Okada, a former Japanese national champion, came in to the bout with his eye on getting an OPBF or WBO Asia Pacific title bout and it seemed liked that was a real issue at times as he looked like he was over-looking Wenceslao. The Filipino however wasn't in the ring to be over-looked and although he lacked the skills of Okada he was in there with serious hunger.
From the opening round it was clear that Wenceslao was lookign for the upset and he managed to tag Okada with numerous big shots, notably his right hand up top. Okada appeared to do enough to take the opneing round but the Filipino amped up the aggression and seemed to deserve rounds 2 and 3, and possibly even sneaked the very competitive round 4.

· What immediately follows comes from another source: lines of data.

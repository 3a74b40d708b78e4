use clap::Parser;
use sports_ratings::cli::Args;
use sports_ratings::commands;
use sports_ratings::config::Config;
use sports_ratings::error::AppError;
use sports_ratings::logging::setup_logging;

#[tokio::main]
async fn main() -> Result<(), AppError> {
    let args = Args::parse();
    let config = Config::load(args.config_path.as_deref()).await?;

    // The guard must be kept alive for the duration of the program
    // to ensure logs are flushed properly
    let (log_file_path, _guard) = setup_logging(&args, &config).await?;
    tracing::debug!("Logging to {log_file_path}");

    commands::run(&args, config).await.inspect_err(|e| {
        if e.is_not_found() {
            tracing::warn!("{e}");
        } else {
            tracing::error!("{e}");
        }
    })
}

Knowing he was in a fight Okada began to target the body and had a lot of success in round 5, as he got under the high guard of the Filipino and punished him to the mid-section. The following round Wenceslao had the big round, despite some success from Okada.

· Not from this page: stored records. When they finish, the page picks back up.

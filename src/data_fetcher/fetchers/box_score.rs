use reqwest::Client;
use serde::de::DeserializeOwned;
use std::time::Duration;
use tokio::time::timeout;
use tracing::{instrument, warn};

use crate::data_fetcher::api::{
    build_box_score_linescore_url, build_box_score_summary_url, fetch_json,
};
use crate::data_fetcher::models::{BoxScoreRecord, BoxScoreSummary, Linescore};
use crate::error::AppError;

/// Fetches one sub-document under its own timeout
async fn fetch_part<T: DeserializeOwned>(
    client: &Client,
    url: &str,
    limit: Duration,
) -> Result<T, AppError> {
    match timeout(limit, fetch_json::<T>(client, url)).await {
        Ok(result) => result,
        Err(_) => Err(AppError::network_timeout(url)),
    }
}

/// Fetches the `summary` and `linescore` documents of an event concurrently
/// and joins them.
///
/// A failure or timeout of one document only blanks the fields it carries.
/// When both fail, the summary error is returned.
#[instrument(skip(client))]
pub async fn fetch_box_score(
    client: &Client,
    box_score_url: &str,
    event_id: &str,
    sub_fetch_timeout: Duration,
) -> Result<BoxScoreRecord, AppError> {
    if box_score_url.is_empty() {
        return Err(AppError::config_error("sources.box_score_url is not configured"));
    }

    let summary_url = build_box_score_summary_url(box_score_url, event_id);
    let linescore_url = build_box_score_linescore_url(box_score_url, event_id);

    let (summary, linescore) = tokio::join!(
        fetch_part::<BoxScoreSummary>(client, &summary_url, sub_fetch_timeout),
        fetch_part::<Linescore>(client, &linescore_url, sub_fetch_timeout),
    );

    let (summary, linescore) = match (summary, linescore) {
        (Err(summary_err), Err(linescore_err)) => {
            warn!(
                "Both box score documents failed for event {event_id}: summary={summary_err}, linescore={linescore_err}"
            );
            return Err(summary_err);
        }
        (summary, linescore) => (
            summary
                .inspect_err(|e| warn!("Box score summary unavailable for event {event_id}: {e}"))
                .ok(),
            linescore
                .inspect_err(|e| warn!("Box score linescore unavailable for event {event_id}: {e}"))
                .ok(),
        ),
    };

    Ok(BoxScoreRecord::join(event_id, summary, linescore))
}

#[cfg(test)]
mod tests {
    use super::*;
    use crate::data_fetcher::api::http_client::create_test_http_client;
    use serde_json::json;
    use wiremock::matchers::{method, path, query_param};
    use wiremock::{Mock, MockServer, ResponseTemplate};

    fn summary_body() -> serde_json::Value {
        json!({
            "header": { "id": "401", "competitions": [{ "date": "2024-11-30T17:00Z" }] },
            "boxscore": { "teams": [
                { "homeAway": "home", "team": { "displayName": "Ohio State" },
                  "statistics": [{ "name": "totalYards", "displayValue": "452" }] },
                { "homeAway": "away", "team": { "displayName": "Michigan" },
                  "statistics": [{ "name": "totalYards", "displayValue": "301" }] }
            ]}
        })
    }

    async fn mount_summary(server: &MockServer) {
        Mock::given(method("GET"))
            .and(path("/cfb/summary"))
            .and(query_param("event", "401"))
            .respond_with(ResponseTemplate::new(200).set_body_json(summary_body()))
            .mount(server)
            .await;
    }

    #[tokio::test]
    async fn test_joins_both_documents() {
        let mock_server = MockServer::start().await;
        mount_summary(&mock_server).await;
        Mock::given(method("GET"))
            .and(path("/cfb/linescore"))
            .and(query_param("event", "401"))
            .respond_with(ResponseTemplate::new(200).set_body_json(json!({ "teams": [
                { "homeAway": "home", "score": 10 },
                { "homeAway": "away", "score": 13 }
            ]})))
            .mount(&mock_server)
            .await;

        let client = create_test_http_client();
        let base = format!("{}/cfb", mock_server.uri());
        let record = fetch_box_score(&client, &base, "401", Duration::from_secs(5))
            .await
            .unwrap();

        assert_eq!(record.home.team_name.as_deref(), Some("Ohio State"));
        assert_eq!(record.home_score, Some(10));
        assert_eq!(record.away.metrics.get("points"), Some(&13.0));
    }

    #[tokio::test]
    async fn test_slow_linescore_degrades_to_none() {
        let mock_server = MockServer::start().await;
        mount_summary(&mock_server).await;
        Mock::given(method("GET"))
            .and(path("/cfb/linescore"))
            .respond_with(
                ResponseTemplate::new(200)
                    .set_body_json(json!({ "teams": [] }))
                    .set_delay(Duration::from_secs(3)),
            )
            .mount(&mock_server)
            .await;

        let client = create_test_http_client();
        let base = format!("{}/cfb", mock_server.uri());
        let record = fetch_box_score(&client, &base, "401", Duration::from_millis(200))
            .await
            .unwrap();

        assert!(record.summary_available);
        assert!(!record.linescore_available);
        assert_eq!(record.home_score, None);
        assert_eq!(record.home.metrics.get("total_yards"), Some(&452.0));
    }

    #[tokio::test]
    async fn test_both_documents_failing_is_error() {
        let mock_server = MockServer::start().await;
        Mock::given(method("GET"))
            .respond_with(ResponseTemplate::new(404))
            .mount(&mock_server)
            .await;

        let client = create_test_http_client();
        let base = format!("{}/cfb", mock_server.uri());
        let result = fetch_box_score(&client, &base, "401", Duration::from_secs(5)).await;
        assert!(matches!(result, Err(AppError::ApiNotFound { .. })));
    }
}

With Wenceslao have had a good round 6 it looked like Okada was going to be in for a long night but in round 7 he had a much needed break through, cracking the mid-section of the Filipino and dropping him. Wenceslao showed courage to regain his feet but was down again soon afterwards with Okada again tagging the mid section of the visitor. The second knockdown saw the referee immediately wave off the bout.
Whilst Okada kept his unbeaten record here he's lucky he wasn't up against a puncher as Wenceslao tagged him clean repeatedly through the bout and a fighter like Al Rivera, the OPBF champion, would likely have stopped him with similar blows. It's easy to say that Okada "knew" he could beat Wenceslao but the performance was another less than great one by the Kadoebi man who is starting to show more and more cracks. For Wenceslao this was a solid performance and we'd not be shocked to see rising Japanese domestic contenders now look at him as measuring stick going forward.